Однако названных мер оказалось недостаточно для полноценной организации досуга нижних чинов на берегу. Со второй половины июля резко увеличилось число пьяных в Гельсингфорсе. Поэтому Исполнительный Комитет Совета даже опубликовал в своих “Известиях…”, предупреждение, что впредь лица в нетрезвом состоянии должны задерживаться особыми патрулями и доставляться в секцию Охраны народной свободы с публикацией их имен. В октябре Совет распорядился не останавливаться перед отправкой виновных в действующую армию.[949] 9 августа решением судовых делегатов “Петропавловска” кочегар И. Микрюков за пьянство и утерю на берегу документов — членского билета Матросского клуба и билета РСДРП(б) на три дня был заключен в корабельный карцер.[950] 1 9 августа матросу А. Морозову “за опоздание на корабль и продажу в нетрезвом виде подметок” было вынесено порицание перед командой и “оставить на 10 дней без берега. Такие же наказания ожидали задержанных 22 августа матросов с “Полтавы” Г. Савельева и с “Гангута” А. Звербуля.[951] За период с 1 сентября по 20 октября туда попали матросы “Петропавловска” П. Игнатьев, Г. Лодейщиков, “Севастополя” — И. Тычков, В. Блохин и И. Гребнев, “Полтавы” — В. Пичугин. Все они приговаривались к лишению съезда на берег 1–2 месяца и к денежным штрафам.[952]

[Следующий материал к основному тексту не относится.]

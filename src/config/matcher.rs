//! Locale file pattern matcher.

use std::path::{
    Path,
    PathBuf,
};

use globset::{
    Glob,
    GlobSet,
    GlobSetBuilder,
};

use super::LocaleSettings;

#[derive(Debug, thiserror::Error)]
pub enum MatcherError {
    #[error("Invalid locale file pattern '{pattern}': {source}")]
    InvalidLocalePattern {
        pattern: String,
        #[source]
        source: globset::Error,
    },

    #[error("Invalid exclude pattern '{pattern}': {source}")]
    InvalidExcludePattern {
        pattern: String,
        #[source]
        source: globset::Error,
    },

    #[error("Failed to build glob set: {0}")]
    GlobSetBuild(#[from] globset::Error),
}

/// Decides whether a workspace path is a locale file.
#[derive(Debug, Clone)]
pub struct LocaleFileMatcher {
    workspace_root: PathBuf,
    locale_set: GlobSet,
    exclude_set: GlobSet,
}

impl LocaleFileMatcher {
    /// # Errors
    /// Returns an error if a configured pattern is not a valid glob.
    pub fn new(workspace_root: PathBuf, settings: &LocaleSettings) -> Result<Self, MatcherError> {
        let locale_set = build_glob_set(
            std::slice::from_ref(&settings.locale_files.file_pattern),
            |pattern, source| MatcherError::InvalidLocalePattern { pattern, source },
        )?;
        let exclude_set = build_glob_set(&settings.exclude_patterns, |pattern, source| {
            MatcherError::InvalidExcludePattern { pattern, source }
        })?;

        Ok(Self { workspace_root, locale_set, exclude_set })
    }

    #[must_use]
    pub fn workspace_root(&self) -> &Path {
        &self.workspace_root
    }

    /// The path must be absolute and under the workspace root.
    #[must_use]
    pub fn is_locale_file(&self, absolute_path: &Path) -> bool {
        absolute_path
            .strip_prefix(&self.workspace_root)
            .is_ok_and(|relative_path| self.is_locale_file_relative(relative_path))
    }

    /// The path must be relative to the workspace root.
    #[must_use]
    pub fn is_locale_file_relative(&self, relative_path: &Path) -> bool {
        self.locale_set.is_match(relative_path) && !self.exclude_set.is_match(relative_path)
    }
}

fn build_glob_set<F>(patterns: &[String], make_error: F) -> Result<GlobSet, MatcherError>
where
    F: Fn(String, globset::Error) -> MatcherError,
{
    let mut builder = GlobSetBuilder::new();
    for pattern in patterns {
        let glob = Glob::new(pattern).map_err(|e| make_error(pattern.clone(), e))?;
        builder.add(glob);
    }
    Ok(builder.build()?)
}
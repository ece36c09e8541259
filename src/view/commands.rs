//! Key commands invoked from the tree view.

use crate::loader::{
    LoaderError,
    LocaleLoader,
    Translator,
};
use crate::tree::{
    LocaleNode,
    LocaleRecord,
};

/// Text copied for a key: `$t('common.hello')`.
#[must_use]
pub fn copy_key_snippet(node: &LocaleNode) -> String {
    format!("$t('{}')", node.keypath)
}

/// Writes `new_value` to `record` when it differs from the current value.
///
/// `None` means the edit was cancelled. Returns whether anything was written.
pub async fn edit_key(
    loader: &LocaleLoader,
    record: &LocaleRecord,
    new_value: Option<&str>,
) -> Result<bool, LoaderError> {
    let Some(new_value) = new_value else {
        return Ok(false);
    };
    if record.value.as_deref() == Some(new_value) {
        tracing::debug!(keypath = %record.keypath, locale = %record.locale, "Value unchanged");
        return Ok(false);
    }

    loader.write_to_file(&record.with_value(new_value)).await?;
    Ok(true)
}

/// Machine translates `record` and saves the result.
///
/// Returns the saved record, or `None` when the translation was superseded.
pub async fn translate_key<T: Translator>(
    loader: &LocaleLoader,
    record: &LocaleRecord,
    translator: &T,
) -> Result<Option<LocaleRecord>, LoaderError> {
    let Some(pending) = loader.machine_translate_record(record, translator).await? else {
        return Ok(None);
    };

    loader.write_to_file(&pending).await?;
    tracing::info!(keypath = %pending.keypath, locale = %pending.locale, "Translation saved");
    Ok(Some(pending))
}
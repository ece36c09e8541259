//! Workspace settings: file discovery patterns, locales and key separator.
/// Config file loader
mod loader;
/// Configuration manager
mod manager;
/// Locale file pattern matcher
mod matcher;
/// Configuration types and settings
mod types;

pub use loader::CONFIG_FILE_NAME;
pub use manager::ConfigManager;
pub use matcher::{
    LocaleFileMatcher,
    MatcherError,
};
pub use types::{
    ConfigError,
    LoadingConfig,
    LocaleFilesConfig,
    LocaleSettings,
    ValidationError,
};
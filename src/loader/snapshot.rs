//! Immutable, fully merged view of every loaded locale file.

use std::borrow::Cow;
use std::path::{
    Path,
    PathBuf,
};

use indexmap::IndexMap;

use super::error::LoadIssue;
use crate::config::LocaleSettings;
use crate::input::{
    KeyStyle,
    LocaleFile,
    replace_locale_in_path,
};
use crate::keypath;
use crate::tree::{
    LocaleItem,
    LocaleNode,
    LocaleRecord,
    LocaleTree,
    TreeBuilder,
};

/// Metadata of one loaded locale file.
#[derive(Debug, Clone, PartialEq, Eq)]
pub struct FileInfo {
    pub path: PathBuf,
    pub locale: String,
    pub style: KeyStyle,
}

/// A merged record set. Never mutated after it is published.
#[derive(Debug, Clone, Default)]
pub struct LocaleSnapshot {
    tree: LocaleTree,
    keys: Vec<String>,
    files: Vec<FileInfo>,
    issues: Vec<LoadIssue>,
    locales: Vec<String>,
    source_language: String,
    display_language: String,
    separator: String,
}

impl LocaleSnapshot {
    /// Empty snapshot, published before the first load.
    #[must_use]
    pub fn empty(settings: &LocaleSettings) -> Self {
        Self::build(std::iter::empty(), Vec::new(), settings)
    }

    /// Merges `files` (in the given order) into a new snapshot.
    ///
    /// Structural conflicts are appended to `issues`.
    #[must_use]
    pub fn build<'a>(
        files: impl IntoIterator<Item = &'a LocaleFile>,
        mut issues: Vec<LoadIssue>,
        settings: &LocaleSettings,
    ) -> Self {
        let separator = settings.key_separator.clone();
        let mut builder = TreeBuilder::new(separator.clone());
        let mut infos = Vec::new();

        for file in files {
            builder.extend(file.records());
            infos.push(FileInfo {
                path: file.path.clone(),
                locale: file.locale.clone(),
                style: file.style,
            });
        }

        let built = builder.finish();
        issues.extend(built.conflicts.into_iter().map(|conflict| LoadIssue::Conflict { conflict }));

        let keys = built.tree.flatten().keys().map(|key| (*key).to_string()).collect();
        let locales = configured_locales(settings, &infos);

        Self {
            tree: built.tree,
            keys,
            files: infos,
            issues,
            locales,
            source_language: settings.source_language.clone(),
            display_language: settings.display_language().to_string(),
            separator,
        }
    }

    /// Every key path with a record, in tree order.
    #[must_use]
    pub fn keys(&self) -> &[String] {
        &self.keys
    }

    #[must_use]
    pub const fn locale_tree(&self) -> &LocaleTree {
        &self.tree
    }

    /// Key path → node, prefix trees omitted.
    #[must_use]
    pub fn flatten_locale_tree(&self) -> IndexMap<&str, &LocaleNode> {
        self.tree.flatten()
    }

    #[must_use]
    pub fn get_item(&self, keypath: &str) -> Option<&LocaleItem> {
        self.tree.get(keypath, &self.separator)
    }

    #[must_use]
    pub fn get_node(&self, keypath: &str) -> Option<&LocaleNode> {
        self.tree.get_node(keypath, &self.separator)
    }

    /// Value of `key` in `locale`.
    ///
    /// When the key has no value, up to `fallback_depth` trailing segments are
    /// removed one at a time and the shortened key is tried instead.
    #[must_use]
    pub fn get_value_by_key(&self, key: &str, locale: &str, fallback_depth: usize) -> Option<&str> {
        let mut current = key;
        for _ in 0..=fallback_depth {
            if current.is_empty() {
                return None;
            }
            let value = self
                .get_node(current)
                .and_then(|node| node.record(locale))
                .and_then(|record| record.value.as_deref());
            if value.is_some() {
                return value;
            }
            current = keypath::parent(current, &self.separator)?;
        }
        None
    }

    /// Placeholder records for every configured locale missing from `node`.
    #[must_use]
    pub fn get_shadow_locales(&self, node: &LocaleNode) -> Vec<LocaleRecord> {
        self.locales
            .iter()
            .filter(|locale| !node.locales.contains_key(locale.as_str()))
            .map(|locale| LocaleRecord::shadow(&node.keypath, locale, self.shadow_filepath(node, locale)))
            .collect()
    }

    /// Real records and shadows in configured-locale order, then any
    /// unconfigured locales that still have records.
    #[must_use]
    pub fn records_with_shadows<'a>(&self, node: &'a LocaleNode) -> Vec<Cow<'a, LocaleRecord>> {
        let mut records: Vec<Cow<'a, LocaleRecord>> = self
            .locales
            .iter()
            .map(|locale| {
                node.record(locale).map_or_else(
                    || {
                        Cow::Owned(LocaleRecord::shadow(
                            &node.keypath,
                            locale,
                            self.shadow_filepath(node, locale),
                        ))
                    },
                    Cow::Borrowed,
                )
            })
            .collect();

        records.extend(
            node.locales
                .values()
                .filter(|record| !self.locales.contains(&record.locale))
                .map(Cow::Borrowed),
        );
        records
    }

    /// Configured locales, source language first.
    #[must_use]
    pub fn locales(&self) -> &[String] {
        &self.locales
    }

    #[must_use]
    pub fn files(&self) -> &[FileInfo] {
        &self.files
    }

    #[must_use]
    pub fn file(&self, path: &Path) -> Option<&FileInfo> {
        self.files.iter().find(|file| file.path == path)
    }

    #[must_use]
    pub fn issues(&self) -> &[LoadIssue] {
        &self.issues
    }

    #[must_use]
    pub fn source_language(&self) -> &str {
        &self.source_language
    }

    #[must_use]
    pub fn display_language(&self) -> &str {
        &self.display_language
    }

    #[must_use]
    pub fn separator(&self) -> &str {
        &self.separator
    }

    /// File a missing translation would be written to. Files that failed to load are never chosen.
    fn shadow_filepath(&self, node: &LocaleNode, locale: &str) -> PathBuf {
        let substituted = node
            .locales
            .values()
            .filter_map(|sibling| replace_locale_in_path(&sibling.filepath, &sibling.locale, locale))
            .find(|path| !self.is_failed_file(path));

        if let Some(path) = &substituted
            && self.files.iter().any(|file| file.path == *path && file.locale == locale)
        {
            return path.clone();
        }

        if let Some(file) = self.files.iter().find(|file| file.locale == locale) {
            return file.path.clone();
        }

        substituted.unwrap_or_else(|| {
            let directory = node
                .locales
                .values()
                .next()
                .and_then(|record| record.filepath.parent())
                .map(Path::to_path_buf)
                .unwrap_or_default();
            directory.join(format!("{locale}.json"))
        })
    }

    fn is_failed_file(&self, path: &Path) -> bool {
        self.issues.iter().any(|issue| issue.path() == Some(path))
    }
}

/// Explicit `locales`, or the source language followed by detected locales in first-seen order.
fn configured_locales(settings: &LocaleSettings, files: &[FileInfo]) -> Vec<String> {
    if let Some(locales) = &settings.locales {
        let mut ordered = vec![settings.source_language.clone()];
        ordered.extend(locales.iter().filter(|l| **l != settings.source_language).cloned());
        return ordered;
    }

    let mut locales = vec![settings.source_language.clone()];
    for file in files {
        if !locales.contains(&file.locale) {
            locales.push(file.locale.clone());
        }
    }
    locales
}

Имели место и более изощрённые аферы. Упоминавшийся машинист 6 роты линейного корабля “Петропавловск” сдавал внаем “хорошую комнату с альковом”, причем комната ему не принадлежала. Судовой комитет ходатайствовал перед представителями секции Охраны народной свободы “о возможно более строгом наказании.[953]
Осенью важной проблемой стали сифилитики, число которых выросло осенью 1917 г. весьма значительно. Если за три летних месяца был выявлен единственный случай заболевания сифилисом: застрелившийся 18 июня артиллерийский унтер-офицер “Петропавловска” В.Е. Приходько, то за сентябрь-октябрь только на одном “Севастополе” имело место 6 случаев: матросы Г. Кишкун, А. Сурков, М. Кукушкин, Б. Савельев и К. Мысливцев, а также кок И. Кащеев. Характерно при этом, что первые трое продолжали, по наблюдениям доктора В. Зернина, половые сношения на берегу и после заболевания.[954]

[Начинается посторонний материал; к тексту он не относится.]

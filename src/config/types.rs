use serde::{
    Deserialize,
    Serialize,
};
use thiserror::Error;

#[derive(Error, Debug, Clone, PartialEq, Eq)]
#[error("Configuration error in '{field_path}': {message}")]
pub struct ValidationError {
    /// JSON path to the field (e.g., "excludePatterns[0]")
    pub field_path: String,
    pub message: String,
}

impl ValidationError {
    #[must_use]
    pub fn new(field_path: impl Into<String>, message: impl Into<String>) -> Self {
        Self { field_path: field_path.into(), message: message.into() }
    }
}

#[derive(Error, Debug)]
pub enum ConfigError {
    #[error("Configuration validation failed:\n{}", format_validation_errors(.0))]
    ValidationErrors(Vec<ValidationError>),

    #[error("Failed to load configuration file: {0}")]
    IoError(#[from] std::io::Error),

    #[error("Failed to parse configuration: {0}")]
    ParseError(#[from] serde_json::Error),
}

fn format_validation_errors(errors: &[ValidationError]) -> String {
    errors
        .iter()
        .enumerate()
        .map(|(i, err)| format!("  {}. {} - {}", i + 1, err.field_path, err.message))
        .collect::<Vec<_>>()
        .join("\n")
}

#[derive(Debug, Clone, PartialEq, Eq, Deserialize, Serialize)]
#[serde(rename_all = "camelCase", default)]
pub struct LocaleSettings {
    /// Canonical locale, used for fallback and "is-source" marking.
    pub source_language: String,

    /// Locale shown as a node's value. Defaults to `source_language`.
    pub display_language: Option<String>,

    /// Locales that every key should be translated into.
    ///
    /// - `None`: every locale detected in the locale files (default)
    /// - `Some([...])`: only these locales, also used to detect a file's locale
    pub locales: Option<Vec<String>>,

    pub locale_files: LocaleFilesConfig,
    pub exclude_patterns: Vec<String>,

    pub key_separator: String,

    pub loading: LoadingConfig,
}

#[derive(Debug, Clone, PartialEq, Eq, Deserialize, Serialize)]
#[serde(rename_all = "camelCase", default)]
pub struct LocaleFilesConfig {
    pub file_pattern: String,
}

#[derive(Debug, Clone, Copy, PartialEq, Eq, Deserialize, Serialize, Default)]
#[serde(rename_all = "camelCase", default)]
pub struct LoadingConfig {
    /// Maximum number of locale files read at once.
    /// Default: 80% of CPU cores (minimum 1).
    pub max_concurrent_reads: Option<usize>,
}

impl LoadingConfig {
    #[must_use]
    pub fn effective_concurrency(&self) -> usize {
        self.max_concurrent_reads.unwrap_or_else(|| (num_cpus::get() * 4 / 5).max(1)).max(1)
    }
}

impl LocaleSettings {
    /// Locale used for node display values.
    #[must_use]
    pub fn display_language(&self) -> &str {
        self.display_language.as_deref().unwrap_or(&self.source_language)
    }

    /// # Errors
    /// - Required field is empty
    /// - Invalid glob pattern
    /// - Invalid locale list
    pub fn validate(&self) -> Result<(), Vec<ValidationError>> {
        let mut errors = Vec::new();

        if self.key_separator.is_empty() {
            errors.push(ValidationError::new(
                "keySeparator",
                "The separator cannot be empty. Please specify a separator, for example: \".\" (dot)",
            ));
        }

        if self.source_language.trim().is_empty() {
            errors.push(ValidationError::new(
                "sourceLanguage",
                "The source language cannot be empty. Example: \"en\"",
            ));
        }

        if let Some(display) = &self.display_language
            && display.trim().is_empty()
        {
            errors.push(ValidationError::new(
                "displayLanguage",
                "The display language cannot be empty. Please specify a locale, or remove this field",
            ));
        }

        if let Some(locales) = &self.locales {
            self.validate_locales(locales, &mut errors);
        }

        for (index, pattern) in self.exclude_patterns.iter().enumerate() {
            if let Err(e) = globset::Glob::new(pattern) {
                errors.push(ValidationError::new(
                    format!("excludePatterns[{index}]"),
                    format!("Invalid glob pattern '{pattern}': {e}"),
                ));
            }
        }

        if self.locale_files.file_pattern.is_empty() {
            errors.push(ValidationError::new(
                "localeFiles.filePattern",
                "The pattern cannot be empty. Example: \"**/locales/**/*.json\"",
            ));
        } else if let Err(e) = globset::Glob::new(&self.locale_files.file_pattern) {
            errors.push(ValidationError::new(
                "localeFiles.filePattern",
                format!("Invalid glob pattern '{}': {e}", self.locale_files.file_pattern),
            ));
        }

        if self.loading.max_concurrent_reads == Some(0) {
            errors.push(ValidationError::new(
                "loading.maxConcurrentReads",
                "Must be at least 1, or removed to use the default",
            ));
        }

        if errors.is_empty() { Ok(()) } else { Err(errors) }
    }

    fn validate_locales(&self, locales: &[String], errors: &mut Vec<ValidationError>) {
        if locales.is_empty() {
            errors.push(ValidationError::new(
                "locales",
                "At least one locale is required. Example: [\"en\", \"ja\"], or remove this field",
            ));
            return;
        }

        for (index, locale) in locales.iter().enumerate() {
            if locale.trim().is_empty() {
                errors.push(ValidationError::new(
                    format!("locales[{index}]"),
                    "The locale cannot be empty",
                ));
            } else if locales.iter().take(index).any(|earlier| earlier == locale) {
                errors.push(ValidationError::new(
                    format!("locales[{index}]"),
                    format!("Duplicate locale '{locale}'"),
                ));
            }
        }

        if !locales.contains(&self.source_language) {
            errors.push(ValidationError::new(
                "sourceLanguage",
                format!("'{}' must be one of the configured locales", self.source_language),
            ));
        }
    }
}

impl Default for LocaleFilesConfig {
    fn default() -> Self {
        Self { file_pattern: "**/{locales,lang,langs,i18n,messages}/**/*.json".to_string() }
    }
}

impl Default for LocaleSettings {
    fn default() -> Self {
        Self {
            source_language: "en".to_string(),
            display_language: None,
            locales: None,
            locale_files: LocaleFilesConfig::default(),
            exclude_patterns: vec!["node_modules/**".to_string()],
            key_separator: ".".to_string(),
            loading: LoadingConfig::default(),
        }
    }
}

#[cfg(test)]
#[allow(clippy::unwrap_used, clippy::indexing_slicing, clippy::expect_used, clippy::panic)]
mod tests {
    use googletest::prelude::*;
    use rstest::*;

    use super::*;

    #[rstest]
    fn validate_valid_settings() {
        let settings = LocaleSettings::default();

        assert_that!(settings.validate(), ok(anything()));
    }

    #[rstest]
    fn deserialize_partial_settings() {
        let json = r#"{"sourceLanguage": "ja", "locales": ["ja", "en"]}"#;

        let settings: LocaleSettings = serde_json::from_str(json).unwrap();

        assert_that!(settings.source_language, eq("ja"));
        assert_that!(settings.display_language(), eq("ja"));
        assert_that!(settings.key_separator, eq("."));
        assert_that!(settings.locales, some(elements_are![eq("ja"), eq("en")]));
    }

    #[rstest]
    fn deserialize_empty_settings() {
        let settings: LocaleSettings = serde_json::from_str("{}").unwrap();

        assert_that!(settings, eq(&LocaleSettings::default()));
        assert_that!(settings.exclude_patterns, elements_are![eq("node_modules/**")]);
        assert_that!(
            settings.locale_files.file_pattern,
            eq("**/{locales,lang,langs,i18n,messages}/**/*.json")
        );
    }

    #[rstest]
    fn validate_invalid_key_separator_empty() {
        let settings = LocaleSettings { key_separator: String::new(), ..LocaleSettings::default() };

        assert_that!(
            settings.validate(),
            err(elements_are![all![
                field!(ValidationError.field_path, eq("keySeparator")),
                field!(ValidationError.message, contains_substring("cannot be empty"))
            ]])
        );
    }

    #[rstest]
    fn validate_source_language_outside_locales() {
        let settings = LocaleSettings {
            locales: Some(vec!["ja".to_string(), "fr".to_string()]),
            ..LocaleSettings::default()
        };

        assert_that!(
            settings.validate(),
            err(elements_are![all![
                field!(ValidationError.field_path, eq("sourceLanguage")),
                field!(ValidationError.message, contains_substring("'en'"))
            ]])
        );
    }

    #[rstest]
    fn validate_duplicate_locales() {
        let settings = LocaleSettings {
            locales: Some(vec!["en".to_string(), "fr".to_string(), "en".to_string()]),
            ..LocaleSettings::default()
        };

        assert_that!(
            settings.validate(),
            err(elements_are![all![
                field!(ValidationError.field_path, eq("locales[2]")),
                field!(ValidationError.message, contains_substring("Duplicate"))
            ]])
        );
    }

    #[rstest]
    fn validate_invalid_exclude_pattern() {
        let settings = LocaleSettings {
            exclude_patterns: vec!["node_modules/**".to_string(), "invalid[pattern".to_string()],
            ..LocaleSettings::default()
        };

        assert_that!(
            settings.validate(),
            err(elements_are![all![
                field!(ValidationError.field_path, eq("excludePatterns[1]")),
                field!(ValidationError.message, contains_substring("Invalid glob pattern"))
            ]])
        );
    }

    #[rstest]
    fn validate_invalid_locale_file_pattern() {
        let settings = LocaleSettings {
            locale_files: LocaleFilesConfig { file_pattern: "**/{locales/*.json".to_string() },
            ..LocaleSettings::default()
        };

        assert_that!(
            settings.validate(),
            err(elements_are![field!(
                ValidationError.field_path,
                eq("localeFiles.filePattern")
            )])
        );
    }

    #[rstest]
    #[case(Some(3), 3)]
    #[case(Some(1), 1)]
    fn effective_concurrency_uses_setting(#[case] configured: Option<usize>, #[case] expected: usize) {
        let loading = LoadingConfig { max_concurrent_reads: configured };

        assert_that!(loading.effective_concurrency(), eq(expected));
    }

    #[rstest]
    fn effective_concurrency_default_is_positive() {
        assert_that!(LoadingConfig::default().effective_concurrency(), ge(1));
    }

    #[rstest]
    fn config_error_validation_errors_format() {
        let settings = LocaleSettings {
            key_separator: String::new(),
            source_language: String::new(),
            ..LocaleSettings::default()
        };

        let errors = settings.validate().unwrap_err();
        let error_message = format!("{}", ConfigError::ValidationErrors(errors));

        assert_that!(error_message, contains_substring("Configuration validation failed"));
        assert_that!(error_message, contains_substring("1. keySeparator"));
        assert_that!(error_message, contains_substring("2. sourceLanguage"));
    }
}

Таким образом, берег стал восприниматься как часть службы. Грань между правилами поведения на корабле и на берегу стиралась. Поэтому проступки, совершаемые во время службы и досуга, были одинаковы. Уже к августу стало наблюдаться и снижение качества выполняемых работ. Одним из проявлений этого могут служить следующие данные. В мае 1917 г. скорость погрузки угля на “Петропавловске”, по данным вахтенного журнала, составляла 186 тонн в час, а в августе только 95 тонн, то есть она упала практически в 2 раза.[955] То, что подобное снижение было типично для всей 1-й бригады, свидетельствуют аналогичные цифры с “Севастополя”: 208 тонн в час против 135 тонн — в августе.[956]
Партийно-политическая жизнь постепенно становилась неотъемлемой частью досуга экипажей дредноутов. Матросы с бригады принимали участие в заседаниях политических партий и организаций. Пожалуй, именно летом 1917 г. мы вправе говорить о наличии сложившихся партийных ячеек на дредноутах. В самом Гельсингфорсе представительства и комитеты партий сложились давно: Гельсингфорсское отделение РСДРП — 4 марта (по инициативе С.А. Гарина (Гарнфильда)), партии социалистов-революционеров — 12 апреля, анархисткий клуб — в первых числах марта.[957]
Наблюдалась популяризация социал-демократических взглядов в среде моряков. Отсюда и рост численности их сторонников, в том числе и на линкорах 1-й бригады. Так, если социал-демократическая организация на “Гангуте” до февраля 1917 года насчитывала вместе с сочувствующими не более 50 чел.[958], то на середину июня численность достигала 150 чел., т. е. увеличилась в 3 раза! Обычно это давало повод советским исследователям относить эти 150 чел. к большевистскому течению социал- демократов (а равно и 160 чел. с “Петропавловска” и 100 — с “Полтавы”).[959] Но упускался из виду факт раскола Гельсингфорсского отделения РСДРП в середине мая на меньшевиков и большевиков. Поэтому мы вправе предполагать, что и часть моряков, входивших в названные цифры, отошла к меньшевикам. Известно, что существовали достаточно многочисленные и хорошо организованные меньшевистские группы на “Севастополе” и “Полтаве”. На “Севастополе” её возглавляли председатель судового комитета мичман В.Н. Соколов и кочегар П. Антонов.[960]